The impact of negative interest rates

Recent speculation has raised concern about the Bank of England considering negative interest rates as a way of stimulating the UK economy.

Since the financial crisis, negative interest rates have featured in global markets, but the UK rate has (narrowly) remained positive.

The Bank of England base rate is currently 0.1%, the lowest it’s ever been in UK history.

The ‘bank’ or ‘base’ rate is the level of interest the Bank of England pays to commercial banks on their deposits. Typically, other banks set their loan rates according to the Bank of England base rate.

Negative rates mean that commercial banks would have to pay the Bank of England to leave their money there, rather than earning interest on it. Setting negative interest rates would incentivise banks to take their money out of the central bank and encourage the lending of it to customers and to businesses.


The low base rate is good news for individuals repaying an existing mortgage and those wishing to take out a loan.

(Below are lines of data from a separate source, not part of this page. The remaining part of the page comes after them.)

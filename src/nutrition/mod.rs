//! Per-ingredient nutrition lookup with ordered fallback tiers, plus
//! recipe-level totals.

pub mod aggregate;
pub mod ai_estimate;
pub mod manual_table;
pub mod resolver;
pub mod table_loader;
pub mod usda;

use async_trait::async_trait;
use serde::{Deserialize, Serialize};

pub use aggregate::{sum_nutrition, NutritionTotals};
pub use ai_estimate::AiNutritionEstimator;
pub use manual_table::ManualNutritionTable;
pub use resolver::NutritionResolver;
pub use usda::UsdaNutritionSource;

/// Allowed gap between stated calories and `4p + 4c + 9f`.
///
/// Used both when validating AI estimates and when reconciling recipe totals.
pub const CALORIE_TOLERANCE_KCAL: f64 = 100.0;

pub const KCAL_PER_G_PROTEIN: f64 = 4.0;
pub const KCAL_PER_G_CARBS: f64 = 4.0;
pub const KCAL_PER_G_FAT: f64 = 9.0;

#[derive(Debug, Clone, Copy, PartialEq, Eq, Serialize, Deserialize)]
pub enum ServingUnit {
    #[serde(rename = "g")]
    Grams,
    #[serde(rename = "ml")]
    Milliliters,
}

#[derive(Debug, Clone, Copy, PartialEq, Eq, Hash, Serialize, Deserialize)]
#[serde(rename_all = "kebab-case")]
pub enum NutritionSource {
    PrimaryApi,
    AiEstimate,
    ManualTable,
    GenericFallback,
}

#[derive(Debug, Clone, PartialEq, Serialize, Deserialize)]
pub struct NutritionProfile {
    pub calories: f64,
    pub protein: f64,
    pub fat: f64,
    pub carbs: f64,
    pub serving_size: f64,
    pub serving_unit: ServingUnit,
    pub source: NutritionSource,
}

pub fn macro_calories(protein: f64, carbs: f64, fat: f64) -> f64 {
    protein * KCAL_PER_G_PROTEIN + carbs * KCAL_PER_G_CARBS + fat * KCAL_PER_G_FAT
}

impl NutritionProfile {
    /// Values per 100 g.
    pub fn per_100g(
        calories: f64,
        protein: f64,
        fat: f64,
        carbs: f64,
        source: NutritionSource,
    ) -> Self {
        Self {
            calories,
            protein,
            fat,
            carbs,
            serving_size: 100.0,
            serving_unit: ServingUnit::Grams,
            source,
        }
    }

    /// The last-resort estimate used when every other tier comes up empty.
    pub fn generic() -> Self {
        Self::per_100g(100.0, 5.0, 2.0, 10.0, NutritionSource::GenericFallback)
    }

    fn macros(&self) -> [f64; 4] {
        [self.calories, self.protein, self.fat, self.carbs]
    }

    pub fn macro_calories(&self) -> f64 {
        macro_calories(self.protein, self.carbs, self.fat)
    }

    /// Finite, non-negative, not all zero, and a positive serving size.
    pub fn is_usable(&self) -> bool {
        let macros = self.macros();
        macros.iter().all(|v| v.is_finite() && *v >= 0.0)
            && macros.iter().any(|v| *v > 0.0)
            && self.serving_size.is_finite()
            && self.serving_size > 0.0
    }

    /// Stated calories agree with the macro-derived figure.
    pub fn reconciles(&self) -> bool {
        (self.calories - self.macro_calories()).abs() <= CALORIE_TOLERANCE_KCAL
    }
}

/// One tier of the nutrition fallback chain.
#[async_trait]
pub trait NutritionStrategy: Send + Sync {
    fn source(&self) -> NutritionSource;

    /// A profile for the ingredient, or `None` to defer to the next tier.
    async fn lookup(&self, ingredient: &str, measure: &str) -> Option<NutritionProfile>;
}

For example, a loan’s interest rate is often base rate plus their chosen %, so if the base rate falls, then so does the interest rate on these loans.

It also encourages individuals to spend or invest rather than save, increasing the demand for shares, which increases the price.

Having access to cheaper loans encourages businesses to borrow and invest the money into their growth, supporting the UK economy overall and the stimulating the stock market.


It’s bad news for savers, with the interest paid on savings remaining very low (typically less than 1% at present) and perhaps becoming lower.

Banks may choose to pass their costs onto customers by charging for previously free savings or current accounts – although they will need to be careful, as they need customers’ money to stay in their accounts if they are going to have enough money to lend to borrowers.


Negative interest rates provide both risks and opportunities.

The value of the pound is impacted when UK interest rates are low, causing international investors to receive less interest on their UK share holdings. Equally, UK investors could see a better return on their international investments.

Setting negative interest rates and decreasing the value of the pound would also cause any purchases made in other currencies to be more expensive, increasing costs for businesses importing goods and services from overseas. On the other hand, exporters could see profits rise as a result of the weak pound.

It is our belief that only capital which needs to be immediately accessible, as a ‘liquid reserve’ or ‘rainy day’ cash fund, should be retained on deposit in a bank or building society deposit account.  In our view, other ‘asset-backed’ investments are much better suited to providing the prospect of significant investment returns in the medium to long term.

We may learn more about negative interest rates from the Chancellor of the Exchequer at the next budget on 3rd March.

Remember that the value of investments and any income received from them can fall as well as rise and you may not get back what you invested. Most investments should be considered as a medium to long term commitment, meaning you should be prepared to hold them for at least 5 years. Past performance is not a guide to future returns. This article isn’t personal advice.